17. Undoubtedly, in the facts of the present case, a number of criminal cases were filed by the appellant, but merely because of number of cases filed by the appellant are more therefore, this factor of quantity of more cases should go against the appellant. The pivotal question should be that in what circumstances the appellant had filed such cases and whether the given background afforded any justifiable reason to the appellant to file such cases or not and if it is found that filing of such cases is on absolutely false and baseless grounds tainted with ulterior motives, then certainly it can be held that filing of such criminal cases would constitute cruelty on the part of such spouse.
18. FIR No.379/1998 was registered at the instance of the appellant under Sections 498-A/406 IPC against the respondent and his family members based on the allegations levelled by the appellant that the respondent and his family members refused to return the jewellery and other dowry articles and also she was being subjected to harassment on account of insufficient dowry and also because of the further dowry demands. DD No.57 A was lodged by the appellant as she complained that on 16.02.1998 the respondent along with his parents and his brother Ravinder Singh had assaulted her and in fact inflicted injuries on her. The appellant even got herself medically examined with the help of her sister-in-law (bhabhi) at Anand Parbat Dispensary on 19.02.1998. A complaint case under Sections 323/324/34 IPC was filed by the appellant and the said complaint was based on the reported incident of assault by the respondent and his family members on 16.02.1998 and the incident relating to the alleged attempt of the accused persons named therein to kill the appellant on 29.09.1998. The said complaint filed by the appellant was supported with the MLC prepared by the Doctors of Ram Manohar Lohia Hospital wherein the injury suffered by the appellant was diagnosed as a ‘blunt injury’ upon the abdomen.
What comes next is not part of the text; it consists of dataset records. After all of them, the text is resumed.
use colored::Colorize;
use log4rs;
use std::error::Error;
use subnet_calculator::output::{render_error, render_record};
use subnet_calculator::{calculate_subnet, SubnetError};

fn main() -> Result<(), Box<dyn Error>> {
    // Do as little as possible in main.rs as it can't contain any tests
    log4rs::init_file("log4rs.yml", Default::default()).expect("Error initializing log4rs");
    log::info!("#Start main()");

    let args: Vec<String> = std::env::args().skip(1).collect();
    if args.len() != 2 {
        eprintln!("Usage: subnet-calculator <address> <prefix>");
        std::process::exit(2);
    }

    let result = match args[1].parse::<u8>() {
        Ok(prefix) => calculate_subnet(&args[0], prefix),
        Err(_) => Err(SubnetError::InvalidPrefix),
    };

    match result {
        Ok(record) => println!("{}", render_record(&record)?),
        Err(e) => {
            log::warn!(
                "{} to calculate subnet for {:?}: {e}",
                "failed".on_red(),
                args
            );
            println!("{}", render_error(&e));
            std::process::exit(1);
        }
    }

    Ok(())
}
The learned Metropolitan Magistrate, however, directed framing of charges against the accused persons only under Sections 323/34 IPC after finding that the nature of injury opined by the doctor was simple and the weapon used by the accused persons in the commission of the alleged offence was opined as ‘blunt’. The final order passed by the learned Metropolitan Magistrate vide order dated 11.06.2003 in the matter relating to FIR No.306/2000 directing discharge of accused persons under Sections 323/34 IPC which was challenged by the appellant by moving an application under Section 319 Cr.P.C. which was dismissed and was further challenged by the appellant under Section 482 Cr.P.C. and is pending consideration before this court. The appellant has also given due explanation for the registration of Kalandra against the accused persons vide Ex.PW-1/D as the respondent, his father and brother allegedly came to the parental house of the appellant where they had made an attempt to breach the peace of the appellant and also created an ugly scene warranting action against them.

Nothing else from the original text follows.